With both ends included, repeat exactly the lines of the entries below from the one containing "use crate::utils::api_response::ApiResponse;" down to the one containing "pub mod pool;", and no others.

───── PROVIDED DATA

pub mod api_response;
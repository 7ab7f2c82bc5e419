//! Bearer-token authentication and role-based authorization.
//!
//! - `verifier` / `jwks` check a token's signature, expiry and issuer
//! - `claims` turns verified claims into a [`RoleSet`]
//! - `roles` decides whether a role set may run a given query

pub mod claims;
pub mod jwks;
pub mod roles;
pub mod verifier;

use async_graphql::ErrorExtensions;
use axum::http::StatusCode;
use axum::response::{IntoResponse, Response};
use thiserror::Error;

use crate::utils::api_response::ApiResponse;

pub use claims::{extract_roles, VerifiedToken};
pub use roles::{AccessPolicy, RoleSet};
pub use verifier::TokenVerifier;

/// GraphQL error classification reported for denied queries.
pub const UNAUTHORIZED: &str = "UNAUTHORIZED";

#[derive(Debug, Error)]
pub enum AuthError {
    #[error("Authorization header must use the Bearer scheme")]
    MissingBearer,
    #[error("Invalid token: {0}")]
    InvalidToken(String),
    #[error("Could not load signing keys: {0}")]
    KeyDiscovery(String),
    #[error("Token claims lack resource_access.{client}.roles: {reason}")]
    MalformedClaims { client: String, reason: String },
    #[error("Unauthorized")]
    Unauthorized,
}

impl AuthError {
    pub fn status(&self) -> StatusCode {
        match self {
            AuthError::MissingBearer => StatusCode::BAD_REQUEST,
            AuthError::KeyDiscovery(_) => StatusCode::SERVICE_UNAVAILABLE,
            AuthError::InvalidToken(_) | AuthError::MalformedClaims { .. } => StatusCode::UNAUTHORIZED,
            AuthError::Unauthorized => StatusCode::FORBIDDEN,
        }
    }
}

impl From<jsonwebtoken::errors::Error> for AuthError {
    fn from(err: jsonwebtoken::errors::Error) -> Self {
        AuthError::InvalidToken(err.to_string())
    }
}

impl IntoResponse for AuthError {
    fn into_response(self) -> Response {
        ApiResponse::<()>::error(self.status(), self.to_string(), None).into_response()
    }
}

impl ErrorExtensions for AuthError {
    fn extend(&self) -> async_graphql::Error {
        async_graphql::Error::new(self.to_string()).extend_with(|_, e| {
            let classification = match self {
                AuthError::Unauthorized => UNAUTHORIZED,
                _ => "INTERNAL_ERROR",
            };
            e.set("classification", classification);
            e.set("code", classification);
        })
    }
}

/// An authenticated caller: the verified token plus the roles derived from it.
#[derive(Clone, Debug)]
pub struct Principal {
    pub token: VerifiedToken,
    pub roles: RoleSet,
}

impl Principal {
    pub fn new(token: VerifiedToken, roles: RoleSet) -> Self {
        Self { token, roles }
    }

    pub fn username(&self) -> Option<String> {
        self.token.principal_username()
    }
}
pub mod models;
pub mod pool;
pub mod queries;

──────────

§ **EXERCISE RESPONSE**:
use crate::utils::api_response::ApiResponse;

pub use claims::{extract_roles, VerifiedToken};
pub use roles::{AccessPolicy, RoleSet};
pub use verifier::TokenVerifier;

/// GraphQL error classification reported for denied queries.
pub const UNAUTHORIZED: &str = "UNAUTHORIZED";

#[derive(Debug, Error)]
pub enum AuthError {
    #[error("Authorization header must use the Bearer scheme")]
    MissingBearer,
    #[error("Invalid token: {0}")]
    InvalidToken(String),
    #[error("Could not load signing keys: {0}")]
    KeyDiscovery(String),
    #[error("Token claims lack resource_access.{client}.roles: {reason}")]
    MalformedClaims { client: String, reason: String },
    #[error("Unauthorized")]
    Unauthorized,
}

impl AuthError {
    pub fn status(&self) -> StatusCode {
        match self {
            AuthError::MissingBearer => StatusCode::BAD_REQUEST,
            AuthError::KeyDiscovery(_) => StatusCode::SERVICE_UNAVAILABLE,
            AuthError::InvalidToken(_) | AuthError::MalformedClaims { .. } => StatusCode::UNAUTHORIZED,
            AuthError::Unauthorized => StatusCode::FORBIDDEN,
        }
    }
}

impl From<jsonwebtoken::errors::Error> for AuthError {
    fn from(err: jsonwebtoken::errors::Error) -> Self {
        AuthError::InvalidToken(err.to_string())
    }
}

impl IntoResponse for AuthError {
    fn into_response(self) -> Response {
        ApiResponse::<()>::error(self.status(), self.to_string(), None).into_response()
    }
}

impl ErrorExtensions for AuthError {
    fn extend(&self) -> async_graphql::Error {
        async_graphql::Error::new(self.to_string()).extend_with(|_, e| {
            let classification = match self {
                AuthError::Unauthorized => UNAUTHORIZED,
                _ => "INTERNAL_ERROR",
            };
            e.set("classification", classification);
            e.set("code", classification);
        })
    }
}

/// An authenticated caller: the verified token plus the roles derived from it.
#[derive(Clone, Debug)]
pub struct Principal {
    pub token: VerifiedToken,
    pub roles: RoleSet,
}

impl Principal {
    pub fn new(token: VerifiedToken, roles: RoleSet) -> Self {
        Self { token, roles }
    }

    pub fn username(&self) -> Option<String> {
        self.token.principal_username()
    }
}
pub mod models;
pub mod pool;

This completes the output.